Plenário da Assembleia da República debate petições da FNE

Uma delegação da Federação Nacional da Educação (FNE), liderada pelo Secretário-Geral João Dias da Silva assistirá no próximo dia 13 de dezembro, 4ª feira, pelas 15h, ao Plenário da Assembleia da República que vai apreciar duas petições apresentadas pela FNE e que contam com milhares de assinaturas cada uma delas.

A Petição n.º 214/XIII/2ª, “Pelo descongelamento das progressões em carreira dos docentes e das posições remuneratórias dos não docentes”, deu entrada na Assembleia da República em 24 de novembro de 2016, com 7400 assinaturas e pretendeu constituir uma iniciativa que pudesse despoletar o processo de descongelamento das carreiras e que clarificasse a perspetiva sindical sobre esta questão. Na altura, invocava-se a situação que, tendo sido iniciada em 2005, constituiu uma prática de congelamento da progressão em carreira dos docentes e do acesso a novas posições remuneratórias dos trabalhadores não docentes e que passou a impedir a contagem do tempo de serviço para progressão, através das sucessivas Leis do Orçamento do Estado, as quais sistematicamente mantiveram esse congelamento.

A FNE pedia então o fim desta situação que afetou a vida de milhares de trabalhadores da administração pública e em dois momentos:
a) Fixar definitivamente o dia 31/12/2016 como aquele em que termina o congelamento.
b) Promover, ainda que gradualmente, a reposição do tempo de serviço, para efeitos de progressão.

A Petição n.º 272/XIII/2ª, “Pelo restabelecimento das carreiras de não docentes”, deu entrada na Assembleia da República em 16 de fevereiro de 2017, com 6591 assinaturas, chamando a atenção para a absoluta necessidade de se proceder à criação de carreiras especiais na área da Educação nomeadamente a exigência da criação de carreiras especializadas para trabalhadores não docentes.

Através desta petição, a FNE entendia que é fundamental definir conteúdos próprios da área educativa, no âmbito das carreiras especiais, garantindo desta forma o respeito pelas funções para as quais os trabalhadores foram preparados, assim como a estabilidade sócio-emocional e a consequente estabilidade e qualidade do sistema educativo.

Considera a FNE que as escolas não são serviços públicos convencionais, daí a defesa de que os estabelecimentos de ensino não progridem com profissionais sem formação específica. Não aceitamos que um técnico superior, um assistente técnico ou operacional com funções numa escola não precise de dominar competências distintas das que são inerentes às funções que os mesmos profissionais desempenhariam na restante Administração Pública.

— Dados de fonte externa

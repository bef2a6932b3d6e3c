//! Position-addressed windows over the local store.

use std::{marker::PhantomData, sync::Arc};

use telemetry_mirror_core::{LocalStore, StoreError};
use thiserror::Error;
use tokio::sync::watch;

/// Paging error.
#[derive(Debug, Error)]
pub enum PageError {
    /// The source was replaced; ask the factory for the current one.
    #[error("Page source generation {generation} was invalidated")]
    Invalidated { generation: u64 },
    #[error(transparent)]
    Store(#[from] StoreError),
}

/// Parameters of the first load.
#[derive(Debug, Clone, Copy, PartialEq, Eq)]
pub struct InitialLoadParams {
    /// Position the consumer would like to start at.
    pub requested_start: usize,
    /// Rows the consumer would like to receive.
    pub requested_load_size: usize,
    /// Page size agreed with the consumer.
    pub page_size: usize,
}

/// A contiguous slice of the store with the total it was computed against.
#[derive(Debug, Clone, PartialEq, Eq)]
pub struct PositionalWindow<T> {
    pub start_position: usize,
    pub items: Vec<T>,
    pub total_count: usize,
}

fn signed(value: usize) -> i64 {
    i64::try_from(value).unwrap_or(i64::MAX)
}

/// Start of the initial window.
///
/// The hint is rounded down to a page boundary, then pulled back so the
/// window still holds `requested_load_size` rows when the list has that
/// many, and floored at 0.
#[must_use]
pub fn compute_initial_load_position(params: &InitialLoadParams, total_count: usize) -> usize {
    let total = signed(total_count);
    let load = signed(params.requested_load_size);
    let page = signed(params.page_size.max(1));

    let page_start = signed(params.requested_start) / page * page;
    // Last page start whose window still encompasses the end of the list.
    let maximum_load_page = (total - load + page - 1) / page * page;

    let position = page_start.min(maximum_load_page).min(total - load).max(0);
    usize::try_from(position).unwrap_or(0)
}

/// Size of the initial window starting at `position`.
#[must_use]
pub fn compute_initial_load_size(
    params: &InitialLoadParams,
    position: usize,
    total_count: usize,
) -> usize {
    total_count
        .saturating_sub(position)
        .min(params.requested_load_size)
}

/// Serves windows of store rows by absolute position.
///
/// Stateless apart from its store and generation. Invalidation is one-way;
/// an invalidated source refuses further loads.
pub struct PositionalPageSource<T, S> {
    store: Arc<S>,
    generation: u64,
    invalidated: watch::Sender<bool>,
    _rows: PhantomData<fn() -> T>,
}

impl<T, S> PositionalPageSource<T, S>
where
    T: Send + 'static,
    S: LocalStore<T>,
{
    pub(crate) fn new(store: Arc<S>, generation: u64) -> Self {
        Self {
            store,
            generation,
            invalidated: watch::channel(false).0,
            _rows: PhantomData,
        }
    }

    #[must_use]
    pub const fn generation(&self) -> u64 {
        self.generation
    }

    #[must_use]
    pub fn is_invalidated(&self) -> bool {
        *self.invalidated.borrow()
    }

    /// Mark the source invalid. Returns `false` if it already was.
    pub fn invalidate(&self) -> bool {
        let changed = self
            .invalidated
            .send_if_modified(|invalid| !std::mem::replace(invalid, true));
        if changed {
            tracing::debug!(generation = self.generation, "page source invalidated");
        }
        changed
    }

    /// Resolve once the source has been invalidated.
    pub async fn wait_invalidated(&self) {
        let mut rx = self.invalidated.subscribe();
        // The sender lives in `self`, so the channel cannot close here.
        let _ = rx.wait_for(|invalid| *invalid).await;
    }

    fn ensure_valid(&self) -> Result<(), PageError> {
        if self.is_invalidated() {
            return Err(PageError::Invalidated {
                generation: self.generation,
            });
        }
        Ok(())
    }

    /// Load the first window.
    ///
    /// # Errors
    /// Returns error if the source was invalidated or the store fails.
    pub async fn load_initial(
        &self,
        params: InitialLoadParams,
    ) -> Result<PositionalWindow<T>, PageError> {
        self.ensure_valid()?;

        let total_count = self.store.count_rows().await?;
        let start_position = compute_initial_load_position(&params, total_count);
        let load_size = compute_initial_load_size(&params, start_position, total_count);
        let items = if load_size == 0 {
            Vec::new()
        } else {
            self.store.read_rows(start_position, load_size).await?
        };

        tracing::debug!(
            generation = self.generation,
            start_position,
            rows = items.len(),
            total_count,
            "initial window loaded"
        );
        Ok(PositionalWindow {
            start_position,
            items,
            total_count,
        })
    }

    /// Load rows `[start_position, start_position + load_size)`.
    ///
    /// A range starting at or past the end yields an empty list. Consumers
    /// request whole pages, so the last request for a list of length `L`
    /// may start exactly at `L`.
    ///
    /// # Errors
    /// Returns error if the source was invalidated or the store fails.
    pub async fn load_range(
        &self,
        start_position: usize,
        load_size: usize,
    ) -> Result<Vec<T>, PageError> {
        self.ensure_valid()?;
        if load_size == 0 {
            return Ok(Vec::new());
        }

        let rows = self.store.read_rows(start_position, load_size).await?;
        if rows.is_empty() {
            tracing::debug!(generation = self.generation, start_position, "range past the end");
        }
        Ok(rows)
    }
}

#[cfg(test)]
pub(crate) mod tests {
    use std::sync::RwLock;

    use async_trait::async_trait;

    use super::*;

    /// Minimal store over a vector.
    #[derive(Default)]
    pub struct VecStore(pub RwLock<Vec<usize>>);

    impl VecStore {
        pub fn with_rows(n: usize) -> Arc<Self> {
            Arc::new(Self(RwLock::new((0..n).collect())))
        }
    }

    #[async_trait]
    impl LocalStore<usize> for VecStore {
        async fn count_rows(&self) -> Result<usize, StoreError> {
            Ok(self.0.read().unwrap().len())
        }

        async fn read_rows(&self, start: usize, count: usize) -> Result<Vec<usize>, StoreError> {
            let rows = self.0.read().unwrap();
            Ok(rows.iter().skip(start).take(count).copied().collect())
        }

        async fn append_rows(&self, rows: Vec<usize>) -> Result<(), StoreError> {
            self.0.write().unwrap().extend(rows);
            Ok(())
        }
    }

    fn params(start: usize, load: usize) -> InitialLoadParams {
        InitialLoadParams {
            requested_start: start,
            requested_load_size: load,
            page_size: 10,
        }
    }

    #[test]
    fn test_initial_position_rules() {
        assert_eq!(compute_initial_load_position(&params(0, 10), 21), 0);
        assert_eq!(compute_initial_load_position(&params(13, 10), 21), 10);
        // Pulled back so the window still holds the requested rows.
        assert_eq!(compute_initial_load_position(&params(30, 10), 21), 11);
        assert_eq!(compute_initial_load_position(&params(30, 20), 21), 1);
        assert_eq!(compute_initial_load_position(&params(5, 10), 0), 0);
        assert_eq!(compute_initial_load_position(&params(50, 10), 5), 0);
    }

    #[test]
    fn test_load_smaller_than_page_near_end() {
        let p = params(39, 1);
        assert_eq!(compute_initial_load_position(&p, 25), 24);
        assert_eq!(compute_initial_load_size(&p, 24, 25), 1);

        let p = params(20, 5);
        let position = compute_initial_load_position(&p, 21);
        assert_eq!(position, 16);
        assert_eq!(compute_initial_load_size(&p, position, 21), 5);
    }

    #[test]
    fn test_initial_window_never_passes_total() {
        for total in 0..35 {
            for start in (0..40).step_by(3) {
                for load in [1, 5, 10, 30] {
                    let p = params(start, load);
                    let position = compute_initial_load_position(&p, total);
                    let size = compute_initial_load_size(&p, position, total);
                    assert!(position <= total);
                    assert!(position + size <= total);
                    assert_eq!(size, load.min(total - position));
                    assert_eq!(size, load.min(total));
                }
            }
        }
    }

    #[tokio::test]
    async fn test_pages_over_21_rows() {
        let source = PositionalPageSource::new(VecStore::with_rows(21), 1);

        let window = source.load_initial(params(0, 10)).await.unwrap();
        assert_eq!(window.start_position, 0);
        assert_eq!(window.items.len(), 10);
        assert_eq!(window.total_count, 21);

        assert_eq!(source.load_range(10, 10).await.unwrap().len(), 10);
        assert_eq!(source.load_range(20, 10).await.unwrap(), vec![20]);
        assert!(source.load_range(21, 10).await.unwrap().is_empty());
        assert!(source.load_range(500, 10).await.unwrap().is_empty());
    }

    #[tokio::test]
    async fn test_empty_store() {
        let source = PositionalPageSource::new(VecStore::with_rows(0), 1);
        let window = source.load_initial(params(0, 10)).await.unwrap();
        assert_eq!(window, PositionalWindow {
            start_position: 0,
            items: Vec::new(),
            total_count: 0,
        });
        assert!(source.load_range(0, 10).await.unwrap().is_empty());
    }

    #[tokio::test]
    async fn test_invalidated_source_refuses_loads() {
        let source = PositionalPageSource::new(VecStore::with_rows(5), 3);
        assert!(source.invalidate());
        assert!(!source.invalidate());
        source.wait_invalidated().await;

        let err = source.load_range(0, 10).await.unwrap_err();
        assert!(matches!(err, PageError::Invalidated { generation: 3 }));
    }
}
//! Streaming session executor.
//!
//! One session opens one connection, runs every step in order and pushes
//! each non-empty result set as a single `RowBatch` onto a bounded channel.
//! Pushing waits for the consumer, so a slow consumer throttles fetching.
//!
//! Cancellation is cooperative: connect, statement execution, every row
//! fetch and every batch push race the session's `CancellationToken`. The
//! first interrupt observed (cancellation or failure) is latched and decides
//! the outcome; anything surfaced afterwards is only logged.

use std::{fmt::Display, future::Future, sync::Arc, time::Duration};

use futures::StreamExt;
use telemetry_mirror_core::{
    DriverError, FailureKind, RemoteConnection, RemoteDriver, RemoteSessionDescriptor, RowBatch,
    RowMapper, RowRecord, SessionOutcome, SessionStep, Statement, TypedParam,
};
use tokio::{sync::mpsc, task::JoinHandle};
use tokio_util::sync::{CancellationToken, DropGuard};
use tracing::Instrument;
use uuid::Uuid;

use crate::call::CallBuilder;

/// Default number of batches buffered between a session and its consumer.
pub const DEFAULT_CHANNEL_CAPACITY: usize = 1;

const CLOSE_TIMEOUT: Duration = Duration::from_secs(5);

/// Why a session stopped before its last step.
#[derive(Debug, Clone, Copy, PartialEq, Eq)]
enum Interrupt {
    Cancelled,
    Failed(FailureKind),
}

/// Per-session interrupt latch.
struct SessionState<'t> {
    token: &'t CancellationToken,
    first: Option<Interrupt>,
}

impl<'t> SessionState<'t> {
    const fn new(token: &'t CancellationToken) -> Self {
        Self { token, first: None }
    }

    fn latch(&mut self, interrupt: Interrupt) -> Interrupt {
        *self.first.get_or_insert(interrupt)
    }

    /// Record an observed cancellation.
    fn cancel(&mut self) -> Interrupt {
        if self.first.is_none() {
            tracing::debug!("cancellation observed");
        }
        self.latch(Interrupt::Cancelled)
    }

    /// Record a failure. A pending or latched cancellation wins.
    fn fail(&mut self, kind: FailureKind, cause: &dyn Display) -> Interrupt {
        if self.first.is_none() && self.token.is_cancelled() {
            tracing::debug!(?kind, %cause, "error raised while cancelling, suppressed");
            return self.cancel();
        }
        match self.first {
            None => tracing::warn!(?kind, %cause, "session failed"),
            Some(first) => tracing::debug!(?first, ?kind, %cause, "secondary error suppressed"),
        }
        self.latch(Interrupt::Failed(kind))
    }

    /// Errors while releasing resources never change the outcome.
    fn teardown(&self, cause: &dyn Display) {
        if self.first.is_some() {
            tracing::debug!(%cause, "teardown error after interrupt");
        } else {
            tracing::warn!(%cause, "teardown error");
        }
    }

    fn outcome(&self) -> SessionOutcome {
        match self.first {
            None => SessionOutcome::Completed,
            Some(Interrupt::Cancelled) => SessionOutcome::Cancelled,
            Some(Interrupt::Failed(kind)) => SessionOutcome::Failed(kind),
        }
    }
}

const fn classify(err: &DriverError) -> FailureKind {
    match err {
        DriverError::Connect(_) => FailureKind::Connection,
        DriverError::Query(_) | DriverError::Closed => FailureKind::Query,
        DriverError::Decode(_) => FailureKind::DataFormat,
        DriverError::UnsupportedParameter(_) => FailureKind::InvalidParameter,
    }
}

/// Run `fut` unless the token fires first. `None` means cancelled.
async fn guarded<F: Future>(token: &CancellationToken, fut: F) -> Option<F::Output> {
    tokio::select! {
        biased;
        () = token.cancelled() => None,
        out = fut => Some(out),
    }
}

/// Handle to a running session.
///
/// Dropping the handle cancels the session.
pub struct SessionHandle<T> {
    id: Uuid,
    batches: mpsc::Receiver<RowBatch<T>>,
    token: CancellationToken,
    task: JoinHandle<SessionOutcome>,
    _cancel_on_drop: DropGuard,
}

impl<T> SessionHandle<T> {
    /// Session identifier (also the `session` tracing field).
    #[must_use]
    pub const fn id(&self) -> Uuid {
        self.id
    }

    /// Receive the next batch; `None` once the session closed the channel.
    pub async fn recv(&mut self) -> Option<RowBatch<T>> {
        self.batches.recv().await
    }

    /// Request cancellation.
    pub fn cancel(&self) {
        self.token.cancel();
    }

    /// Token that cancels this session.
    #[must_use]
    pub fn cancellation_token(&self) -> CancellationToken {
        self.token.clone()
    }

    /// Wait for the terminal outcome.
    ///
    /// Batches not yet received are discarded; a session still trying to push
    /// is treated as cancelled by its consumer.
    pub async fn outcome(self) -> SessionOutcome {
        let Self {
            batches,
            task,
            _cancel_on_drop: guard,
            ..
        } = self;
        drop(batches);
        let outcome = match task.await {
            Ok(outcome) => outcome,
            Err(e) if e.is_panic() => std::panic::resume_unwind(e.into_panic()),
            Err(_) => SessionOutcome::Cancelled,
        };
        guard.disarm();
        outcome
    }
}

/// Executes remote sessions through a driver.
pub struct StreamingSessionExecutor<D> {
    driver: Arc<D>,
    channel_capacity: usize,
}

impl<D> Clone for StreamingSessionExecutor<D> {
    fn clone(&self) -> Self {
        Self {
            driver: Arc::clone(&self.driver),
            channel_capacity: self.channel_capacity,
        }
    }
}

impl<D: RemoteDriver> StreamingSessionExecutor<D> {
    /// Create an executor.
    #[must_use]
    pub fn new(driver: D) -> Self {
        Self::from_arc(Arc::new(driver))
    }

    /// Create an executor over a shared driver.
    #[must_use]
    pub const fn from_arc(driver: Arc<D>) -> Self {
        Self {
            driver,
            channel_capacity: DEFAULT_CHANNEL_CAPACITY,
        }
    }

    /// Set how many batches may wait in the channel (at least one).
    #[must_use]
    pub fn with_channel_capacity(mut self, capacity: usize) -> Self {
        self.channel_capacity = capacity.max(1);
        self
    }

    /// Start a session on a background task.
    pub fn execute<T, M>(
        &self,
        descriptor: Arc<RemoteSessionDescriptor>,
        mapper: M,
    ) -> SessionHandle<T>
    where
        T: Send + 'static,
        M: RowMapper<T> + 'static,
    {
        let (tx, rx) = mpsc::channel(self.channel_capacity);
        let token = CancellationToken::new();
        let id = Uuid::new_v4();
        let span = tracing::info_span!("session", %id, steps = descriptor.len());

        let executor = self.clone();
        let session_token = token.clone();
        let task = tokio::spawn(
            async move {
                executor
                    .run(&descriptor, &mapper, tx, &session_token)
                    .await
            }
            .instrument(span),
        );

        SessionHandle {
            id,
            batches: rx,
            _cancel_on_drop: token.clone().drop_guard(),
            token,
            task,
        }
    }

    /// Run a session in place, pushing batches into `sender`.
    ///
    /// The channel is closed (the sender dropped) before this returns.
    pub async fn run<T, M>(
        &self,
        descriptor: &RemoteSessionDescriptor,
        mapper: &M,
        sender: mpsc::Sender<RowBatch<T>>,
        token: &CancellationToken,
    ) -> SessionOutcome
    where
        T: Send,
        M: RowMapper<T>,
    {
        let mut state = SessionState::new(token);
        // The latch already holds any interrupt.
        let _ = self
            .run_session(descriptor, mapper, &sender, &mut state)
            .await;
        drop(sender);

        let outcome = state.outcome();
        tracing::info!(?outcome, "session finished");
        outcome
    }

    async fn run_session<T, M>(
        &self,
        descriptor: &RemoteSessionDescriptor,
        mapper: &M,
        sender: &mpsc::Sender<RowBatch<T>>,
        state: &mut SessionState<'_>,
    ) -> Result<(), Interrupt>
    where
        T: Send,
        M: RowMapper<T>,
    {
        let target = descriptor.connection_target();
        let mut conn = match guarded(state.token, self.driver.connect(target)).await {
            None => return Err(state.cancel()),
            Some(Err(e)) => return Err(state.fail(FailureKind::Connection, &e)),
            Some(Ok(conn)) => conn,
        };
        tracing::debug!("connected");

        let result = run_steps(conn.as_mut(), descriptor, mapper, sender, state).await;

        match tokio::time::timeout(CLOSE_TIMEOUT, conn.close()).await {
            Ok(Ok(())) => tracing::debug!("connection closed"),
            Ok(Err(e)) => state.teardown(&e),
            Err(_) => state.teardown(&"timed out closing connection"),
        }
        result
    }
}

async fn run_steps<T, M>(
    conn: &mut dyn RemoteConnection,
    descriptor: &RemoteSessionDescriptor,
    mapper: &M,
    sender: &mpsc::Sender<RowBatch<T>>,
    state: &mut SessionState<'_>,
) -> Result<(), Interrupt>
where
    T: Send,
    M: RowMapper<T>,
{
    let calls = CallBuilder::new(conn.call_syntax());

    for (step, entry) in descriptor.steps().enumerate() {
        if state.token.is_cancelled() {
            return Err(state.cancel());
        }

        let statement = match entry {
            SessionStep::Query(sql) => Statement::query(sql),
            SessionStep::Call(call) => calls
                .build(call)
                .map_err(|e| state.fail(FailureKind::InvalidParameter, &e))?,
        };
        let params: Vec<_> = statement.params.iter().map(TypedParam::tag).collect();
        tracing::debug!(step, sql = %statement.sql, ?params, "executing step");

        let rows = fetch_rows(conn, &statement, mapper, state).await?;
        let count = rows.len();
        let Some(batch) = RowBatch::new(step, rows) else {
            tracing::debug!(step, "step returned no rows");
            continue;
        };

        match guarded(state.token, sender.send(batch)).await {
            None => return Err(state.cancel()),
            Some(Err(_)) => {
                tracing::debug!(step, "consumer dropped the channel");
                return Err(state.cancel());
            }
            Some(Ok(())) => tracing::debug!(step, rows = count, "batch pushed"),
        }
    }
    Ok(())
}

async fn fetch_rows<T, M>(
    conn: &mut dyn RemoteConnection,
    statement: &Statement,
    mapper: &M,
    state: &mut SessionState<'_>,
) -> Result<Vec<T>, Interrupt>
where
    M: RowMapper<T>,
{
    let token = state.token;
    let mut stream = match guarded(token, conn.execute(statement)).await {
        None => return Err(state.cancel()),
        Some(Err(e)) => return Err(state.fail(classify(&e), &e)),
        Some(Ok(stream)) => stream,
    };

    let mut rows = Vec::new();
    loop {
        let Some(next) = guarded(token, stream.next()).await else {
            return Err(state.cancel());
        };
        let Some(raw) = next else {
            break;
        };
        let raw = raw.map_err(|e| state.fail(classify(&e), &e))?;
        let record = RowRecord::from_columns(raw);
        let row = mapper
            .map_row(&record)
            .map_err(|e| state.fail(FailureKind::DataFormat, &e))?;
        rows.push(row);
    }
    Ok(rows)
}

É por este motivo que a FNE solicita que seja recomendado ao Governo que inicie um processo de negociação que vise o estabelecimento de carreiras especiais para os trabalhadores não docentes.

Nesta Petição e em consequência, a FNE pede também que seja revisto e ajustado o enquadramento legal que levou à celebração de contratos de execução, bem como de contratos interadministrativos com os municípios, tendo em vista a transferência de competências em matéria de gestão de pessoal não docente.